I once tried to get away with a lower % active ingredient of Roundup for foliage spraying (1.5%) and was unhappy with the results.  Some yellowing, some dead but the following year it was obvious that it was a wasted effort and, re-treating was needed.  [This was on Beech suckers a year after the larger Beech stems were cut.  I did notice good kill of the herbaceous spp. but they were not the problem.]

Hi Mark:

Thanks, this is helpful to know.  I have sprayed foliar at 6% in very heavy beech and had to retreat because foliar density prevented effective penetration of the mist into the subcanopy.

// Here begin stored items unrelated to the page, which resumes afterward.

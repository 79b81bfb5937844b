//! The dispatch bridge: one user message in, one [`ResponseEnvelope`] out.
//!
//! Per request the bridge moves through
//! `ValidatingInput -> FetchingCatalog -> SelectingTool -> Invoking`, and
//! stops at the first terminal state:
//!
//! - degraded (`mcp_disabled`, `mcp_unavailable`): no model call is made
//! - `no_tool_selected`: no invocation is attempted
//! - success, `mcp_connection_failed` or `tool_execution_failed`
//!
//! Each step runs at most once. Remote failures never escape as errors; the
//! only `Err` is [`BridgeError::EmptyInput`].

use std::{sync::Arc, time::Duration};

use serde_json::{Map, Value};
use uuid::Uuid;

use crate::error::{BridgeError, ErrorKind};
use crate::llm::{LlmDriver, LlmRequest};
use crate::mcp::{CatalogStore, InvocationResult, ToolCatalog, TransportNegotiator};

use super::envelope::{ResponseEnvelope, SelectionDecision};
use super::extract::extract;
use super::heuristic::choose_heuristically;
use super::prompt::selection_messages;

/// Knobs the bridge reads from configuration.
#[derive(Debug, Clone)]
pub struct BridgeSettings {
    /// When false every query short-circuits to `mcp_disabled`.
    pub tools_enabled: bool,
    /// Temperature for the selection call.
    pub temperature: f32,
    /// Upper bound for the selection call.
    pub model_timeout: Duration,
}

impl Default for BridgeSettings {
    fn default() -> Self {
        Self {
            tools_enabled: true,
            temperature: 0.0,
            model_timeout: Duration::from_secs(60),
        }
    }
}

/// Orchestrates catalog lookup, tool selection and invocation.
#[derive(Clone)]
pub struct DispatchBridge {
    negotiator: Arc<TransportNegotiator>,
    catalog: Arc<CatalogStore>,
    llm: Arc<dyn LlmDriver>,
    settings: BridgeSettings,
}

impl std::fmt::Debug for DispatchBridge {
    fn fmt(&self, f: &mut std::fmt::Formatter<'_>) -> std::fmt::Result {
        f.debug_struct("DispatchBridge")
            .field("endpoint", &self.negotiator.endpoint())
            .field("settings", &self.settings)
            .finish_non_exhaustive()
    }
}

impl DispatchBridge {
    pub fn new(
        negotiator: Arc<TransportNegotiator>,
        catalog: Arc<CatalogStore>,
        llm: Arc<dyn LlmDriver>,
        settings: BridgeSettings,
    ) -> Self {
        Self {
            negotiator,
            catalog,
            llm,
            settings,
        }
    }

    pub fn catalog(&self) -> &CatalogStore {
        &self.catalog
    }

    pub fn tools_enabled(&self) -> bool {
        self.settings.tools_enabled
    }

    /// Serve one chat message.
    pub async fn run_query(&self, user_text: &str) -> Result<ResponseEnvelope, BridgeError> {
        let user_text = user_text.trim();
        if user_text.is_empty() {
            return Err(BridgeError::EmptyInput);
        }

        let request_id = Uuid::new_v4().to_string();
        tracing::info!(
            name: "dispatch.query.received",
            request_id = %request_id,
            message_length = user_text.len(),
            "Processing query"
        );

        if !self.settings.tools_enabled {
            tracing::info!(request_id = %request_id, "tool use disabled, skipping dispatch");
            return Ok(ResponseEnvelope::failure(
                request_id,
                ErrorKind::McpDisabled,
                None,
                Some("Tool use is disabled in this deployment.".to_string()),
            ));
        }

        let catalog = self.catalog.get_tools(false).await;
        if catalog.is_empty() {
            tracing::warn!(
                name: "dispatch.degraded",
                request_id = %request_id,
                endpoint = %self.negotiator.endpoint(),
                "No tools available, returning degraded response"
            );
            return Ok(ResponseEnvelope::failure(
                request_id,
                ErrorKind::McpUnavailable,
                None,
                Some(format!(
                    "The tool server at {} is unavailable or exposes no tools. Please try again later.",
                    self.negotiator.endpoint()
                )),
            ));
        }

        let choice = self.select_tool(&request_id, user_text, &catalog).await;

        let Some(tool) = choice.tool.clone().filter(|t| catalog.contains(t)) else {
            let reason = match &choice.tool {
                Some(t) => BridgeError::SelectionInvalid(t.clone()).to_string(),
                None => "no tool was selected".to_string(),
            };
            tracing::info!(
                name: "dispatch.no_tool",
                request_id = %request_id,
                tool = ?choice.tool,
                reason = %reason,
                "No usable tool selected"
            );
            return Ok(ResponseEnvelope::failure(
                request_id,
                ErrorKind::NoToolSelected,
                Some(choice),
                None,
            )
            .with_available_tools(catalog.names()));
        };

        Ok(self.invoke(request_id, tool, choice).await)
    }

    /// Ask the model for a decision; fall back to keywords when its answer
    /// is missing or unusable.
    pub async fn select_tool(
        &self,
        request_id: &str,
        user_text: &str,
        catalog: &ToolCatalog,
    ) -> SelectionDecision {
        let req = LlmRequest {
            messages: selection_messages(catalog, user_text),
            temperature: self.settings.temperature,
            json_output: true,
        };

        let raw = match self.call_model(req).await {
            Ok(raw) => raw,
            Err(e) => {
                tracing::warn!(
                    name: "dispatch.model.failed",
                    request_id = %request_id,
                    error = %e,
                    "Model call failed, using keyword fallback"
                );
                return choose_heuristically(user_text).with_diagnostic(Some(e.to_string()));
            }
        };

        tracing::debug!(request_id = %request_id, raw = %raw, "Model output");

        if let Some(decision) = extract(&raw).as_ref().and_then(SelectionDecision::from_model_object)
        {
            tracing::info!(
                name: "dispatch.tool.selected",
                request_id = %request_id,
                tool = ?decision.tool,
                source = "model",
                "Tool selected"
            );
            return decision;
        }

        let decision = choose_heuristically(user_text);
        tracing::info!(
            name: "dispatch.tool.selected",
            request_id = %request_id,
            tool = ?decision.tool,
            source = "heuristic",
            "Model output unusable, tool selected by keywords"
        );
        decision
    }

    async fn call_model(&self, req: LlmRequest) -> Result<String, BridgeError> {
        match tokio::time::timeout(self.settings.model_timeout, self.llm.complete(req)).await {
            Ok(Ok(text)) => Ok(text),
            Ok(Err(e)) => Err(BridgeError::ModelCall(format!("{e:#}"))),
            Err(_) => Err(BridgeError::ModelCall(format!(
                "timed out after {:?}",
                self.settings.model_timeout
            ))),
        }
    }

    /// Call the selected tool over a fresh session and normalize the result.
    async fn invoke(
        &self,
        request_id: String,
        tool: String,
        choice: SelectionDecision,
    ) -> ResponseEnvelope {
        let arguments: Map<String, Value> = choice.arguments.clone();
        let name = tool.clone();

        tracing::info!(
            name: "dispatch.tool.invoking",
            request_id = %request_id,
            tool = %tool,
            argument_count = arguments.len(),
            "Executing tool call"
        );

        let outcome = self
            .negotiator
            .with_session(|session| async move { session.call_tool(&name, arguments).await })
            .await;

        let res = match outcome {
            Ok(Ok(res)) => res,
            Err(e) => {
                tracing::error!(
                    name: "dispatch.tool.connection_failed",
                    request_id = %request_id,
                    tool = %tool,
                    error = %e,
                    "Could not open MCP session for tool call"
                );
                return ResponseEnvelope::failure(
                    request_id,
                    e.kind().unwrap_or(ErrorKind::McpConnectionFailed),
                    Some(choice),
                    Some(e.to_string()),
                );
            }
            Ok(Err(e)) => {
                let err = BridgeError::Invocation {
                    tool: tool.clone(),
                    message: format!("{e:#}"),
                };
                return invocation_failed(request_id, choice, &err);
            }
        };

        if res.is_error() {
            let texts = res.texts();
            let message = if texts.is_empty() {
                "the tool reported an error".to_string()
            } else {
                texts.join("\n")
            };
            let err = BridgeError::Invocation { tool, message };
            return invocation_failed(request_id, choice, &err);
        }

        let result: InvocationResult = res.into_invocation_result();
        tracing::info!(
            name: "dispatch.tool.succeeded",
            request_id = %request_id,
            tool = %tool,
            structured = matches!(result, InvocationResult::Structured(_)),
            "Tool call succeeded"
        );
        ResponseEnvelope::success(request_id, choice, result)
    }
}

fn invocation_failed(
    request_id: String,
    choice: SelectionDecision,
    err: &BridgeError,
) -> ResponseEnvelope {
    tracing::error!(
        name: "dispatch.tool.failed",
        request_id = %request_id,
        error = %err,
        "Tool call failed"
    );
    ResponseEnvelope::failure(
        request_id,
        err.kind().unwrap_or(ErrorKind::ToolExecutionFailed),
        Some(choice),
        Some(err.to_string()),
    )
}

I've experimented with different concentrations of glyphosate when doing cut stump treatments on Buckthorn. I tried the typical "hardware store" concentrate of about 18% glyphosate, on stumps cut in the late summer and fall, treating the stumps within minutes of cutting the tree. The results were mediocre - I had a fair number of stumps that sprouted (I'm guessing 25% of them??)

As Peter mentioned, using at least a 25% concentration works much better. When I tried 33%, I had essentially 100% mortality. These days, I just wait for Tractor Supply or some other place to put it on sale and buy their 41% generic concentrate. If I get it on sale, it's cheap enough that I just use it at the full 41% concentration rather than messing with diluting it.

BTW... when cutting larger trees, it's not necessary to coat the entire stump. just cover a ring around the outside edge of the cut surface. (I'm guessing the trick is to just cover the cambium layer?)

I have had an inclination that European buckthorn is one of the hardest species to kill. John is adding fuel to that fire.  A flame weeding project (no pun intended) a few years ago resulted in considerable resprouting below the flamed girdle 12 months post-flaming.  The cooperator said that most of the sprouts died later.

Most of the glyphosate labels I've seen indicate the outer 2 inches of cut-stumps should be treated.  I don't know if that is for vascular cambium.  Glyphosate interrupts the development of an enzyme necessary for photosynthesis.  We'll need an eco-toxicology-physiologist to explain how a stump without leaves and no ability to photosynthesize is killed by glyphosate...but it works.

Peter; I believe that glyphosate inhibits growth by interrupting amino acid development and not directly acting to interrupt photosynthesis. Although those amino acids are needed for that too, other growth in general is inhibited at the woody growth sites so... I could be way off but I think this explains the effectiveness on cut vascular tissue. (I see you didn't get a response from an eco-toxicology-physiologist so ...will a Forester do?)

would a small goat heard or hogs be of help here? A solar fencer and and some fence tape to keep them in place.